(Exercise inputs)

//! Viewport environment and media query evaluation.
//!
//! The grammar covers what the hooks need:
//!
//! ```text
//! list      := query ("," query)*
//! query     := ["not" | "only"] [media-type "and"] condition ("and" condition)*
//!            | ["not" | "only"] media-type
//! condition := "(" feature [":" value] ")"
//! ```
//!
//! Supported features: `min-width`, `max-width`, `min-height`, `max-height`
//! (`px`, `em` at 16px, or a bare number), `orientation`,
//! `prefers-color-scheme`, `prefers-reduced-motion`. A bare `(feature)` is
//! true when the feature is present and non-zero.

use std::fmt;

use tendril_core::{Dispose, Emitter, Signal, Source};

use crate::MediaQueryError;

#[derive(Clone, Copy, Debug, Default, PartialEq, Eq, Hash)]
pub enum ColorScheme {
    #[default]
    Light,
    Dark,
}

#[derive(Clone, Copy, Debug, PartialEq, Eq, Hash)]
pub enum Orientation {
    Portrait,
    Landscape,
}

#[derive(Clone, Copy, Debug, PartialEq, Eq)]
pub struct Environment {
    pub width: u32,
    pub height: u32,
    pub color_scheme: ColorScheme,
    pub reduced_motion: bool,
}

impl Default for Environment {
    fn default() -> Self {
        Self {
            width: 1280,
            height: 800,
            color_scheme: ColorScheme::Light,
            reduced_motion: false,
        }
    }
}

impl Environment {
    pub fn orientation(&self) -> Orientation {
        if self.height >= self.width {
            Orientation::Portrait
        } else {
            Orientation::Landscape
        }
    }
}

/// The window's observable environment. Clones share state.
#[derive(Clone, Debug)]
pub struct Viewport {
    env: Signal<Environment>,
}

impl Default for Viewport {
    fn default() -> Self {
        Self::new(Environment::default())
    }
}

impl Viewport {
    pub fn new(env: Environment) -> Self {
        Self {
            env: Signal::new(env),
        }
    }

    pub fn environment(&self) -> Environment {
        self.env.get()
    }

    pub fn signal(&self) -> Signal<Environment> {
        self.env.clone()
    }

    pub fn resize(&self, width: u32, height: u32) {
        self.env.set_if_changed(Environment {
            width,
            height,
            ..self.env.get()
        });
    }

    pub fn set_color_scheme(&self, scheme: ColorScheme) {
        self.env.set_if_changed(Environment {
            color_scheme: scheme,
            ..self.env.get()
        });
    }

    pub fn set_reduced_motion(&self, on: bool) {
        self.env.set_if_changed(Environment {
            reduced_motion: on,
            ..self.env.get()
        });
    }

    pub fn matches(&self, query: &MediaQueryList) -> bool {
        query.evaluate(&self.env.get())
    }

    fn id(&self) -> usize {
        self.env.id()
    }
}

#[derive(Clone, Copy, Debug, PartialEq)]
enum Feature {
    MinWidth(f32),
    MaxWidth(f32),
    MinHeight(f32),
    MaxHeight(f32),
    Orientation(Orientation),
    ColorScheme(ColorScheme),
    ReducedMotion(bool),
    AnyWidth,
    AnyHeight,
    AnyOrientation,
    AnyColorScheme,
    AnyReducedMotion,
}

impl Feature {
    fn evaluate(&self, env: &Environment) -> bool {
        let (w, h) = (env.width as f32, env.height as f32);
        match *self {
            Feature::MinWidth(px) => w >= px,
            Feature::MaxWidth(px) => w <= px,
            Feature::MinHeight(px) => h >= px,
            Feature::MaxHeight(px) => h <= px,
            Feature::Orientation(o) => env.orientation() == o,
            Feature::ColorScheme(s) => env.color_scheme == s,
            Feature::ReducedMotion(r) => env.reduced_motion == r,
            Feature::AnyWidth => env.width > 0,
            Feature::AnyHeight => env.height > 0,
            Feature::AnyOrientation | Feature::AnyColorScheme => true,
            Feature::AnyReducedMotion => env.reduced_motion,
        }
    }
}

#[derive(Clone, Copy, Debug, PartialEq, Eq)]
enum MediaType {
    All,
    Screen,
    Print,
}

#[derive(Clone, Debug, PartialEq)]
pub struct MediaQuery {
    negated: bool,
    media: MediaType,
    conditions: Vec<Feature>,
}

impl MediaQuery {
    pub fn evaluate(&self, env: &Environment) -> bool {
        // Everything here renders to a screen.
        let media_ok = self.media != MediaType::Print;
        let matched = media_ok && self.conditions.iter().all(|c| c.evaluate(env));
        matched != self.negated
    }
}

/// Comma-separated queries; true when any matches.
#[derive(Clone, Debug, PartialEq)]
pub struct MediaQueryList {
    source: String,
    queries: Vec<MediaQuery>,
}

impl fmt::Display for MediaQueryList {
    fn fmt(&self, f: &mut fmt::Formatter<'_>) -> fmt::Result {
        f.write_str(&self.source)
    }
}

impl MediaQueryList {
    pub fn parse(input: &str) -> Result<Self, MediaQueryError> {
        let trimmed = input.trim();
        if trimmed.is_empty() {
            return Err(MediaQueryError::Empty);
        }
        let queries = trimmed
            .split(',')
            .map(parse_query)
            .collect::<Result<Vec<_>, _>>()?;
        Ok(Self {
            source: trimmed.to_string(),
            queries,
        })
    }

    pub fn evaluate(&self, env: &Environment) -> bool {
        self.queries.iter().any(|q| q.evaluate(env))
    }

    pub fn as_str(&self) -> &str {
        &self.source
    }
}

impl std::str::FromStr for MediaQueryList {
    type Err = MediaQueryError;

    fn from_str(s: &str) -> Result<Self, Self::Err> {
        Self::parse(s)
    }
}

#[derive(Debug, PartialEq)]
enum Token<'a> {
    Word(&'a str),
    Group(&'a str),
}

fn tokenize(input: &str) -> Result<Vec<Token<'_>>, MediaQueryError> {
    let mut out = Vec::new();
    let mut rest = input.trim_start();
    while !rest.is_empty() {
        if let Some(inner) = rest.strip_prefix('(') {
            let close = inner
                .find(')')
                .ok_or_else(|| MediaQueryError::Syntax(rest.to_string()))?;
            out.push(Token::Group(inner[..close].trim()));
            rest = inner[close + 1..].trim_start();
        } else {
            let end = rest
                .find(|c: char| c.is_whitespace() || c == '(')
                .unwrap_or(rest.len());
            let word = &rest[..end];
            if word.contains(')') {
                return Err(MediaQueryError::Syntax(word.to_string()));
            }
            out.push(Token::Word(word));
            rest = rest[end..].trim_start();
        }
    }
    Ok(out)
}

fn parse_query(input: &str) -> Result<MediaQuery, MediaQueryError> {
    let tokens = tokenize(input)?;
    if tokens.is_empty() {
        return Err(MediaQueryError::Empty);
    }
    let mut it = tokens.into_iter().peekable();

    let mut negated = false;
    if let Some(Token::Word(w)) = it.peek() {
        if w.eq_ignore_ascii_case("not") {
            negated = true;
            it.next();
        } else if w.eq_ignore_ascii_case("only") {
            it.next();
        }
    }

    let mut media = MediaType::All;
    let mut conditions = Vec::new();
    let mut expect_condition = true;

    if let Some(Token::Word(w)) = it.peek() {
        media = match w.to_ascii_lowercase().as_str() {
            "all" => MediaType::All,
            "screen" => MediaType::Screen,
            "print" => MediaType::Print,
            other => return Err(MediaQueryError::Syntax(other.to_string())),
        };
        it.next();
        expect_condition = false;
    }

    for tok in it {
        match tok {
            Token::Word(w) if w.eq_ignore_ascii_case("and") && !expect_condition => {
                expect_condition = true;
            }
            Token::Group(g) if expect_condition => {
                conditions.push(parse_feature(g)?);
                expect_condition = false;
            }
            Token::Word(w) => return Err(MediaQueryError::Syntax(w.to_string())),
            Token::Group(g) => return Err(MediaQueryError::Syntax(format!("({g})"))),
        }
    }
    if expect_condition {
        return Err(MediaQueryError::Syntax(input.trim().to_string()));
    }

    Ok(MediaQuery {
        negated,
        media,
        conditions,
    })
}

fn parse_length(feature: &str, raw: &str) -> Result<f32, MediaQueryError> {
    let bad = || MediaQueryError::BadValue {
        feature: feature.to_string(),
        value: raw.to_string(),
    };
    let v = raw.trim().to_ascii_lowercase();
    let (num, scale) = if let Some(n) = v.strip_suffix("px") {
        (n, 1.0)
    } else if let Some(n) = v.strip_suffix("rem") {
        (n, 16.0)
    } else if let Some(n) = v.strip_suffix("em") {
        (n, 16.0)
    } else {
        (v.as_str(), 1.0)
    };
    let n: f32 = num.trim().parse().map_err(|_| bad())?;
    if !n.is_finite() || n < 0.0 {
        return Err(bad());
    }
    Ok(n * scale)
}

fn parse_feature(group: &str) -> Result<Feature, MediaQueryError> {
    let (name, value) = match group.split_once(':') {
        Some((n, v)) => (n.trim().to_ascii_lowercase(), Some(v.trim().to_ascii_lowercase())),
        None => (group.trim().to_ascii_lowercase(), None),
    };
    let bad = |v: &str| MediaQueryError::BadValue {
        feature: name.clone(),
        value: v.to_string(),
    };

    let Some(value) = value else {
        return match name.as_str() {
            "width" => Ok(Feature::AnyWidth),
            "height" => Ok(Feature::AnyHeight),
            "orientation" => Ok(Feature::AnyOrientation),
            "prefers-color-scheme" => Ok(Feature::AnyColorScheme),
            "prefers-reduced-motion" => Ok(Feature::AnyReducedMotion),
            _ => Err(MediaQueryError::UnknownFeature(name.clone())),
        };
    };

    match name.as_str() {
        "min-width" => parse_length(&name, &value).map(Feature::MinWidth),
        "max-width" => parse_length(&name, &value).map(Feature::MaxWidth),
        "min-height" => parse_length(&name, &value).map(Feature::MinHeight),
        "max-height" => parse_length(&name, &value).map(Feature::MaxHeight),
        "orientation" => match value.as_str() {
            "portrait" => Ok(Feature::Orientation(Orientation::Portrait)),
            "landscape" => Ok(Feature::Orientation(Orientation::Landscape)),
            v => Err(bad(v)),
        },
        "prefers-color-scheme" => match value.as_str() {
            "dark" => Ok(Feature::ColorScheme(ColorScheme::Dark)),
            "light" => Ok(Feature::ColorScheme(ColorScheme::Light)),
            v => Err(bad(v)),
        },
        "prefers-reduced-motion" => match value.as_str() {
            "reduce" => Ok(Feature::ReducedMotion(true)),
            "no-preference" => Ok(Feature::ReducedMotion(false)),
            v => Err(bad(v)),
        },
        _ => Err(MediaQueryError::UnknownFeature(name.clone())),
    }
}

/// Whether a query matches. Without a viewport, or with an unparsable query,
/// the value is `false` for good.
pub struct MediaQuerySource {
    viewport: Option<Viewport>,
    query: String,
}

impl MediaQuerySource {
    pub fn new(viewport: Option<&Viewport>, query: impl Into<String>) -> Self {
        Self {
            viewport: viewport.cloned(),
            query: query.into(),
        }
    }

    fn parsed(&self) -> Option<MediaQueryList> {
        match MediaQueryList::parse(&self.query) {
            Ok(q) => Some(q),
            Err(e) => {
                log::warn!("media: cannot parse `{}`: {e}", self.query);
                None
            }
        }
    }
}

impl Source for MediaQuerySource {
    type Value = bool;
    type Key = (Option<usize>, String);

    fn key(&self) -> Self::Key {
        (self.viewport.as_ref().map(Viewport::id), self.query.clone())
    }

    fn initial(&self) -> bool {
        match (&self.viewport, MediaQueryList::parse(&self.query)) {
            (Some(vp), Ok(q)) => vp.matches(&q),
            _ => false,
        }
    }

    fn attach(&self, emit: Emitter<bool>) -> Dispose {
        let Some(vp) = &self.viewport else {
            return Dispose::noop();
        };
        let Some(query) = self.parsed() else {
            return Dispose::noop();
        };
        // Catch up with anything that changed between initial() and now.
        emit.emit_if_changed(vp.matches(&query));

        let env = vp.signal();
        let id = env.subscribe(move |e| {
            emit.emit_if_changed(query.evaluate(e));
        });
        Dispose::new(move || {
            env.unsubscribe(id);
        })
    }
}

/// Current `(width, height)` of a viewport; `(0, 0)` without one.
pub struct WindowSizeSource {
    viewport: Option<Viewport>,
}

impl WindowSizeSource {
    pub fn new(viewport: Option<&Viewport>) -> Self {
        Self {
            viewport: viewport.cloned(),
        }
    }
}

impl Source for WindowSizeSource {
    type Value = (u32, u32);
    type Key = Option<usize>;

    fn key(&self) -> Self::Key {
        self.viewport.as_ref().map(Viewport::id)
    }

    fn initial(&self) -> (u32, u32) {
        self.viewport
            .as_ref()
            .map(|vp| {
                let e = vp.environment();
                (e.width, e.height)
            })
            .unwrap_or((0, 0))
    }

    fn attach(&self, emit: Emitter<(u32, u32)>) -> Dispose {
        let Some(vp) = &self.viewport else {
            return Dispose::noop();
        };
        let env = vp.signal();
        let id = env.subscribe(move |e| {
            emit.emit_if_changed((e.width, e.height));
        });
        Dispose::new(move || {
            env.unsubscribe(id);
        })
    }
}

(End Exercise inputs)

_How to complete this task:_ For every line of the records that includes the string "rest", add one to a tally; the answer is that tally alone.

_Exercise solution:_ 9